A very warm welcome to all my students in Third Trimester of PGPACM course at NICMAR,
Hyderabad Campus. I will be teaching you FINANCIAL MANAGEMENT; I must tell you
that I find this subject as the most interesting subject and all my efforts will be to make it very
interesting for you as well. Let’s discuss

Almost every firm, government agency, and organization has one or more financial managers
who oversee the preparation of financial reports, direct investment activities, and implement cash
management strategies. As computers are increasingly used to record and organize data, many
financial managers are spending more time developing strategies and implementing the long-
term goals of their organization.

The duties of financial managers vary with their specific titles, which include controller,
treasurer or finance officer, credit manager, cash manager, and risk and insurance manager.
Controllers direct the preparation of financial reports that summarize and forecast the
organization’s financial position, such as income statements, balance sheets, and analyses of
future earnings or expenses. Regulatory authorities also in charge of preparing special reports
require controllers. Often, controllers oversee the accounting, audit, and budget departments.
Treasurers and finance officers direct the organization’s financial goals, objectives, and budgets.
They oversee the investment of funds and manage associated risks, supervise cash management
activities, execute capital-raising strategies to support a firm’s expansion, and deal with mergers
and acquisitions. Credit managers oversee the firm’s issuance of credit. They establish credit-
rating criteria, determine credit ceilings, and monitor the collections of past-due accounts.
Managers specializing in international finance develop financial and accounting systems for the
banking transactions of multinational organizations.

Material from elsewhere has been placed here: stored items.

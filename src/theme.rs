use crate::frequency::FrequencyTable;
use serde::Serialize;

/// A named group of trigger keywords representing a qualitative topic.
#[derive(Debug, Clone, Serialize)]
pub struct Theme {
    pub name: String,
    pub keywords: Vec<String>,
}

impl Theme {
    pub fn new<S: Into<String>>(name: S, keywords: &[&str]) -> Self {
        Self {
            name: name.into(),
            keywords: keywords.iter().map(|k| k.to_string()).collect(),
        }
    }
}

/// A theme's score against a corpus, with the keywords that matched.
#[derive(Debug, Clone, Serialize)]
pub struct ThemeScore {
    pub name: String,
    pub matched_keywords: Vec<String>,
    pub score: usize,
}

/// An ordered set of themes. Insertion order doubles as the tie-break order
/// when picking a dominant theme.
#[derive(Debug, Clone, Default, Serialize)]
pub struct ThemeSet {
    themes: Vec<Theme>,
}

impl ThemeSet {
    pub fn new(themes: Vec<Theme>) -> Self {
        Self { themes }
    }

    pub fn themes(&self) -> &[Theme] {
        &self.themes
    }

    pub fn is_empty(&self) -> bool {
        self.themes.is_empty()
    }

    /// Score every theme against a token frequency table: the sum of counts
    /// for each keyword present in the table. Absent keywords contribute 0.
    pub fn score(&self, table: &FrequencyTable) -> Vec<ThemeScore> {
        self.themes
            .iter()
            .map(|theme| {
                let matched: Vec<String> = theme
                    .keywords
                    .iter()
                    .filter(|k| table.contains(k))
                    .cloned()
                    .collect();
                let score = matched.iter().map(|k| table.count(k)).sum();

                ThemeScore {
                    name: theme.name.clone(),
                    matched_keywords: matched,
                    score,
                }
            })
            .collect()
    }

    /// Dominant theme of a raw text blob.
    ///
    /// Scores by literal substring occurrence counts in the lowercased text,
    /// NOT by the tokenized frequency table: this catches keyword stems that
    /// tokenization would split or discard. The two scoring bases produce
    /// different numbers on the same input and are kept as distinct
    /// operations on purpose.
    ///
    /// Returns `None` when no theme scores positive; equal scores resolve to
    /// the earlier theme.
    pub fn dominant_in_text(&self, text: &str) -> Option<&str> {
        let lower = text.to_lowercase();

        let mut best: Option<(&str, usize)> = None;
        for theme in &self.themes {
            let score: usize = theme
                .keywords
                .iter()
                .map(|k| lower.matches(k.as_str()).count())
                .sum();

            if score == 0 {
                continue;
            }
            match best {
                Some((_, top)) if score <= top => {}
                _ => best = Some((theme.name.as_str(), score)),
            }
        }

        best.map(|(name, _)| name)
    }
}

impl FromIterator<Theme> for ThemeSet {
    fn from_iter<I: IntoIterator<Item = Theme>>(iter: I) -> Self {
        Self::new(iter.into_iter().collect())
    }
}

#[cfg(test)]
mod tests {
    use super::*;
    use crate::frequency::term_frequencies;

    fn sample_themes() -> ThemeSet {
        ThemeSet::new(vec![
            Theme::new("Kemitraan & Karier", &["mitra", "perusahaan", "industri", "magang"]),
            Theme::new("Manajemen & Fasilitas", &["jadwal", "waktu"]),
        ])
    }

    #[test]
    fn test_score_sums_matched_counts() {
        let corpus = vec![vec![
            "magang".to_string(),
            "magang".to_string(),
            "industri".to_string(),
            "jadwal".to_string(),
        ]];
        let table = term_frequencies(&corpus);

        let scores = sample_themes().score(&table);
        assert_eq!(scores[0].score, 3);
        assert_eq!(
            scores[0].matched_keywords,
            vec!["industri".to_string(), "magang".to_string()]
        );
        assert_eq!(scores[1].score, 1);
        assert_eq!(scores[1].matched_keywords, vec!["jadwal".to_string()]);
    }

    #[test]
    fn test_score_absent_keywords_are_zero() {
        let table = term_frequencies(&[]);
        let scores = sample_themes().score(&table);
        assert!(scores.iter().all(|s| s.score == 0 && s.matched_keywords.is_empty()));
    }

    #[test]
    fn test_score_monotonic_in_keyword_occurrences() {
        let mut corpus = vec![vec!["magang".to_string()]];
        let before = sample_themes().score(&term_frequencies(&corpus));

        corpus[0].push("magang".to_string());
        let after = sample_themes().score(&term_frequencies(&corpus));

        assert!(after[0].score > before[0].score);
        assert_eq!(after[1].score, before[1].score);
    }

    #[test]
    fn test_dominant_in_text_substring_counts() {
        let themes = sample_themes();
        let dominant = themes.dominant_in_text("Perlu banyak magang dan kunjungan industri, magang sangat membantu");
        assert_eq!(dominant, Some("Kemitraan & Karier"));
    }

    #[test]
    fn test_dominant_in_text_none_when_no_match() {
        let themes = sample_themes();
        assert_eq!(themes.dominant_in_text("tidak ada komentar"), None);
        assert_eq!(themes.dominant_in_text(""), None);
    }

    #[test]
    fn test_dominant_tie_breaks_to_first_theme() {
        let themes = ThemeSet::new(vec![
            Theme::new("A", &["magang"]),
            Theme::new("B", &["jadwal"]),
        ]);
        // One occurrence each: the earlier theme wins.
        assert_eq!(themes.dominant_in_text("magang dan jadwal"), Some("A"));
    }

    #[test]
    fn test_dominant_counts_substring_stems() {
        let themes = ThemeSet::new(vec![Theme::new("A", &["industri"])]);
        // Substring scoring sees the stem inside a longer word.
        assert_eq!(themes.dominant_in_text("perindustrian"), Some("A"));
    }
}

Cash managers monitor and control the flow of cash receipts and disbursements to meet the
business and investment needs of the firm. For example, cash flow projections are needed to
determine whether loans must be obtained to meet cash requirements or whether surplus cash
should be invested in interest-bearing instruments. Risk and insurance managers oversee
programs to minimize risks and losses that might arise from financial transactions and business
operations undertaken by the institution. They also manage the organization’s insurance budget.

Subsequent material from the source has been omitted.